-------- Recorded data --------
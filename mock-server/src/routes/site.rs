use axum::extract::rejection::JsonRejection;
use axum::extract::{Path, State};
use axum::http::StatusCode;
use axum::Json;
use serde::Deserialize;
use serde_json::{json, Value};
use uuid::Uuid;

use super::auth::timestamp;
use super::{created, data, Data};
use crate::auth::CurrentUser;
use crate::error::AppError;
use crate::state::{AppState, Review};

fn sites() -> Value {
    json!([
        {
            "id": 1,
            "name": "Gyeongbokgung Palace",
            "imageKey": "public/site/gyeongbokgung.jpg",
            "address": "161 Sajik-ro, Jongno-gu, Seoul",
            "description": "Main royal palace of the Joseon dynasty."
        },
        {
            "id": 2,
            "name": "N Seoul Tower",
            "imageKey": "public/site/n-seoul-tower.jpg",
            "address": "105 Namsangongwon-gil, Yongsan-gu, Seoul",
            "description": null
        }
    ])
}

pub async fn all(_user: CurrentUser) -> Json<Data<Value>> {
    data(sites())
}

pub async fn visit_history(State(state): State<AppState>, user: CurrentUser) -> Json<Data<Value>> {
    let db = state.db.read().await;
    let catalogue = sites();
    let visits: Vec<Value> = db
        .visits
        .iter()
        .filter(|v| v.user_id == user.user_id)
        .map(|v| {
            let site = catalogue
                .as_array()
                .and_then(|all| all.iter().find(|s| s["id"].to_string() == v.site_id))
                .cloned();
            json!({
                "id": v.id,
                "userId": v.user_id,
                "siteId": v.site_id,
                "createdAt": v.created_at,
                "review": v.review,
                "site": site,
            })
        })
        .collect();
    data(Value::Array(visits))
}

#[derive(Deserialize)]
pub struct ReviewBody {
    pub content: String,
}

pub async fn review(
    State(state): State<AppState>,
    user: CurrentUser,
    Path(visit_id): Path<String>,
    body: Result<Json<ReviewBody>, JsonRejection>,
) -> Result<Json<Data<Value>>, AppError> {
    let Json(body) = body?;
    let mut db = state.db.write().await;
    let visit = db
        .visits
        .iter_mut()
        .find(|v| v.id == visit_id && v.user_id == user.user_id)
        .ok_or_else(|| AppError::bad_request("VISIT_NOT_FOUND"))?;
    visit.review = Some(Review {
        id: Uuid::new_v4().to_string(),
        content: body.content,
        created_at: timestamp(),
    });
    Ok(data(json!({ "result": true })))
}

pub async fn notifications(user: CurrentUser) -> Json<Data<Value>> {
    data(json!([
        {
            "id": "n-1",
            "userId": user.user_id,
            "type": "APPROVAL",
            "title": "Identity approved",
            "content": "Your IDBlock identity has been approved.",
            "displayType": "PUSH",
            "displayTime": "2024-05-01T09:05:00.000Z",
            "createdAt": "2024-05-01T09:05:00.000Z"
        }
    ]))
}

#[derive(Deserialize)]
#[serde(rename_all = "camelCase")]
pub struct FcmToken {
    pub fcm_token: String,
}

pub async fn fcm(
    State(state): State<AppState>,
    user: CurrentUser,
    body: Result<Json<FcmToken>, JsonRejection>,
) -> Result<(StatusCode, Json<Data<Value>>), AppError> {
    let Json(body) = body?;
    state.db.write().await.fcm_tokens.insert(user.user_id, body.fcm_token);
    Ok(created(json!({ "result": true })))
}
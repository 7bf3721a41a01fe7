use axum::extract::rejection::{JsonRejection, QueryRejection};
use axum::extract::{Path, Query, State};
use axum::http::StatusCode;
use axum::Json;
use serde::Deserialize;
use serde_json::{json, Value};
use tracing::info;

use super::auth::Credentials;
use super::{created, data, Data};
use crate::auth::CurrentAdmin;
use crate::error::AppError;
use crate::state::{Account, AppState, STATUS_APPROVED, STATUS_REJECTED};

type JsonBody<T> = Result<Json<T>, JsonRejection>;

pub async fn login(
    State(state): State<AppState>,
    body: JsonBody<Credentials>,
) -> Result<(StatusCode, Json<Data<Value>>), AppError> {
    let Json(body) = body?;
    let mut db = state.db.write().await;
    if db.admins.get(&body.email) != Some(&body.password) {
        return Err(AppError::bad_request("INVALID_LOGIN_DATA"));
    }
    let (access, refresh) = db.open_session(&body.email, true);
    info!(email = %body.email, "admin signed in");
    Ok(created(json!({ "accessToken": access, "refreshToken": refresh })))
}

pub async fn protected(_admin: CurrentAdmin) -> Json<Data<Value>> {
    data(json!({ "result": true }))
}

pub async fn logout(State(state): State<AppState>, admin: CurrentAdmin) -> Json<Data<Value>> {
    state.db.write().await.sessions.remove(&admin.token);
    data(json!({ "result": true }))
}

#[derive(Deserialize)]
pub struct StatusFilter {
    pub status: Option<i32>,
}

pub async fn users(
    State(state): State<AppState>,
    _admin: CurrentAdmin,
    query: Result<Query<StatusFilter>, QueryRejection>,
) -> Result<Json<Data<Vec<Account>>>, AppError> {
    let Query(filter) = query?;
    let db = state.db.read().await;
    let mut users: Vec<Account> = db
        .accounts
        .values()
        .filter(|a| filter.status.map_or(true, |s| a.approval_status == s))
        .cloned()
        .collect();
    users.sort_by(|a, b| a.created_at.cmp(&b.created_at));
    Ok(data(users))
}

pub async fn user_detail(
    State(state): State<AppState>,
    _admin: CurrentAdmin,
    Path(document_id): Path<String>,
) -> Result<Json<Data<Account>>, AppError> {
    let db = state.db.read().await;
    db.accounts
        .values()
        .find(|a| a.document_id == document_id)
        .cloned()
        .map(data)
        .ok_or_else(|| AppError::bad_request("USER_NOT_FOUND"))
}

#[derive(Deserialize)]
#[serde(rename_all = "camelCase")]
pub struct Decision {
    pub document_id: String,
    #[serde(default)]
    pub reason: Option<String>,
}

pub async fn approve(
    State(state): State<AppState>,
    _admin: CurrentAdmin,
    body: JsonBody<Decision>,
) -> Result<(StatusCode, Json<Data<Value>>), AppError> {
    let Json(body) = body?;
    let mut db = state.db.write().await;
    let account = db
        .account_by_document_mut(&body.document_id)
        .ok_or_else(|| AppError::bad_request("USER_NOT_FOUND"))?;
    account.approval_status = STATUS_APPROVED;
    account.reject_reason = None;
    Ok(created(json!({ "result": true })))
}

pub async fn reject(
    State(state): State<AppState>,
    _admin: CurrentAdmin,
    body: JsonBody<Decision>,
) -> Result<Json<Data<Value>>, AppError> {
    let Json(body) = body?;
    let reason = body
        .reason
        .filter(|r| !r.is_empty())
        .ok_or_else(|| AppError::bad_request("REJECT_REASON_REQUIRED"))?;
    let mut db = state.db.write().await;
    let account = db
        .account_by_document_mut(&body.document_id)
        .ok_or_else(|| AppError::bad_request("USER_NOT_FOUND"))?;
    account.approval_status = STATUS_REJECTED;
    account.reject_reason = Some(reason);
    Ok(data(json!({ "result": true })))
}

pub async fn remove_user(
    State(state): State<AppState>,
    _admin: CurrentAdmin,
    Path(document_id): Path<String>,
) -> Result<Json<Data<Value>>, AppError> {
    let mut db = state.db.write().await;
    let email = db
        .accounts
        .values()
        .find(|a| a.document_id == document_id)
        .map(|a| a.email.clone())
        .ok_or_else(|| AppError::bad_request("USER_NOT_FOUND"))?;
    db.accounts.remove(&email);
    Ok(data(json!({ "result": true })))
}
--------
## Task to carry out:
Read through the lines above and collect those that contain the string "extract".

## Result for this exercise:
use axum::extract::rejection::JsonRejection;
use axum::extract::{Path, State};
use axum::extract::rejection::{JsonRejection, QueryRejection};
use axum::extract::{Path, Query, State};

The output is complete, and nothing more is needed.